Tax impact after the merger

o A tax consolidation may be available, depending on the country where the SE is located.

o No taxation at the shareholders level under certain conditions in half of the countries (Austria, Belgium, France, Greece, Germany, Italy, Portugal). Tax neutrality is subject in certain countries to the application of the merger EU Directive (Finland, Netherlands, and Denmark).

o No taxation at the absorbed company’s level in most countries, under certain conditions (Austria, Denmark, France Greece, Italy, Portugal), except in Finland, where the tax neutrality is subject to the application of the merger Directive. In several countries a distinction is made depending on the nationality of the companies in question: tax neutrality is only available if both merged companies are local entities: Sweden, Netherlands, Germany, and Belgium. o No stamp duty in most countries subject to certain conditions,

except in the UK and France (but €230 stamp duty only where the favourable regime applies).

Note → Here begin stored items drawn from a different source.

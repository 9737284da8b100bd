//! Name resolution over the scope graph
//!
//! Lookups ascend from the requesting scope toward the project root. At each
//! level explicit declarations win; the level's implicit map is consulted
//! only when nothing explicit matched there.

use indexmap::IndexSet;
use tracing::trace;

use super::scope::{AssignmentKind, MapKind, ScopeGraph, ScopeId, ScopeKind};
use crate::diagnostic::{Diagnostic, RelatedInformation, Severity};
use crate::syntax::TextRange;

/// Outcome of resolving one reference node.
#[derive(Debug, Clone, PartialEq, Eq)]
pub enum Resolution {
    Linked(ScopeId),
    Unresolved {
        name: String,
        range: Option<TextRange>,
        assignment: AssignmentKind,
    },
    Ambiguous {
        name: String,
        range: Option<TextRange>,
        candidates: Vec<ScopeId>,
    },
}

impl ScopeGraph {
    pub fn find_declarations(
        &self,
        name: &str,
        assignment: AssignmentKind,
        scope: ScopeId,
    ) -> Vec<ScopeId> {
        for node in self.ancestors(scope) {
            let mut kinds: Vec<MapKind> = MapKind::EXPLICIT.to_vec();
            if assignment.contains(AssignmentKind::GET) {
                kinds.push(MapKind::Getters);
            }
            if assignment.contains(AssignmentKind::SET) {
                kinds.push(MapKind::Setters);
            }
            if assignment.contains(AssignmentKind::LET) {
                kinds.push(MapKind::Letters);
            }

            let explicit = self.live(node.maps.named(&kinds, name));
            if !explicit.is_empty() {
                return explicit;
            }

            let implicit = self.live(node.maps.named(&[MapKind::Implicit], name));
            if !implicit.is_empty() {
                return implicit;
            }
        }

        Vec::new()
    }

    fn live(&self, ids: impl Iterator<Item = ScopeId>) -> Vec<ScopeId> {
        ids.filter(|&id| !self.get(id).invalidated)
            .collect::<IndexSet<_>>()
            .into_iter()
            .collect()
    }

    /// Resolves a reference without touching the graph.
    pub fn resolve(&self, reference: ScopeId) -> Resolution {
        let node = self.get(reference);

        if node.member_access.is_empty() {
            let range = node.identifier_range();
            let found = self.find_declarations(&node.name, node.assignment, reference);
            return match found.len() {
                0 => Resolution::Unresolved {
                    name: node.name.clone(),
                    range,
                    assignment: node.assignment,
                },
                1 => Resolution::Linked(found[0]),
                _ => Resolution::Ambiguous {
                    name: node.name.clone(),
                    range,
                    candidates: found,
                },
            };
        }

        let last = node.member_access.len() - 1;
        let mut search = reference;
        for (i, segment) in node.member_access.iter().enumerate() {
            // Only the terminal segment carries the reference's own usage.
            let assignment = if i < last {
                AssignmentKind::GET
            } else {
                node.assignment
            };

            let mut found = self.find_declarations(&segment.name, assignment, search);
            if found.is_empty() && i > 0 {
                found = self.find_in_declared_type(&segment.name, assignment, search);
            }

            match found.len() {
                0 => {
                    return Resolution::Unresolved {
                        name: segment.name.clone(),
                        range: Some(segment.range),
                        assignment,
                    };
                }
                1 => search = found[0],
                _ => {
                    return Resolution::Ambiguous {
                        name: segment.name.clone(),
                        range: Some(segment.range),
                        candidates: found,
                    };
                }
            }
        }

        Resolution::Linked(search)
    }

    /// Retries a member lookup against the `As` type of `owner`.
    fn find_in_declared_type(
        &self,
        member: &str,
        assignment: AssignmentKind,
        owner: ScopeId,
    ) -> Vec<ScopeId> {
        let Some(type_name) = self.get(owner).type_name.as_deref() else {
            return Vec::new();
        };

        self.find_declarations(type_name, assignment, self.root())
            .first()
            .map(|&declared| self.find_declarations(member, assignment, declared))
            .unwrap_or_default()
    }

    pub(crate) fn link(&mut self, reference: ScopeId, declaration: ScopeId) {
        self.get_mut(reference).link = Some(declaration);
        self.get_mut(declaration).backlinks.insert(reference);
    }

    pub(crate) fn unlink(&mut self, reference: ScopeId) {
        if let Some(previous) = self.get_mut(reference).link.take() {
            self.get_mut(previous).backlinks.shift_remove(&reference);
        }
    }

    /// Re-resolves a reference, replacing its link or reporting why it failed.
    pub(crate) fn resolve_links(&mut self, reference: ScopeId) {
        debug_assert_eq!(self.get(reference).kind, ScopeKind::Reference);
        self.unlink(reference);

        match self.resolve(reference) {
            Resolution::Linked(declaration) => self.link(reference, declaration),
            Resolution::Unresolved {
                name,
                range,
                assignment,
            } => {
                let Some(range) = range else {
                    trace!(name = %name, "Unresolved reference has no range, skipping diagnostic");
                    return;
                };
                let node = self.get(reference);
                let diagnostic = if assignment.contains(AssignmentKind::CALL) {
                    Diagnostic::sub_or_function_not_defined(range, &name)
                } else {
                    let severity = if node.option_explicit {
                        Severity::Error
                    } else {
                        Severity::Hint
                    };
                    Diagnostic::variable_not_defined(range, &name, severity)
                };
                self.get_mut(reference).push_diagnostic(diagnostic);
            }
            Resolution::Ambiguous {
                name,
                range,
                candidates,
            } => {
                let Some(range) = range else {
                    trace!(name = %name, "Ambiguous reference has no range, skipping diagnostic");
                    return;
                };
                let diagnostic = self.with_related(Diagnostic::ambiguous_name(range, &name), &candidates);
                self.get_mut(reference).push_diagnostic(diagnostic);
            }
        }
    }

    /// Adds one related-information entry per item that has a location.
    pub(crate) fn with_related(&self, mut diagnostic: Diagnostic, items: &[ScopeId]) -> Diagnostic {
        for &item in items {
            let node = self.get(item);
            if let (Some(uri), Some(range)) = (node.uri.as_deref(), node.element_range()) {
                diagnostic = diagnostic.with_related(RelatedInformation::new(uri, range));
            }
        }
        diagnostic
    }
}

o No capital tax in most countries under certain conditions, except in the Netherlands (unless EU capital tax Directive providing for an exemption is applicable).

o No real property transfer tax under certain conditions, except in Germany and Austria (but favourable treatment regarding the taxable base).

o Impact on the tax losses of a company transformed into the PE of an SE: loss of the tax losses in most countries, except in Ireland, UK and Austria (subject to certain restrictions). A ruling is available in France.

Running an SE

1) Tax rates

Wide range of tax rates varying from 12,5% (Ireland) to 36% (Italy)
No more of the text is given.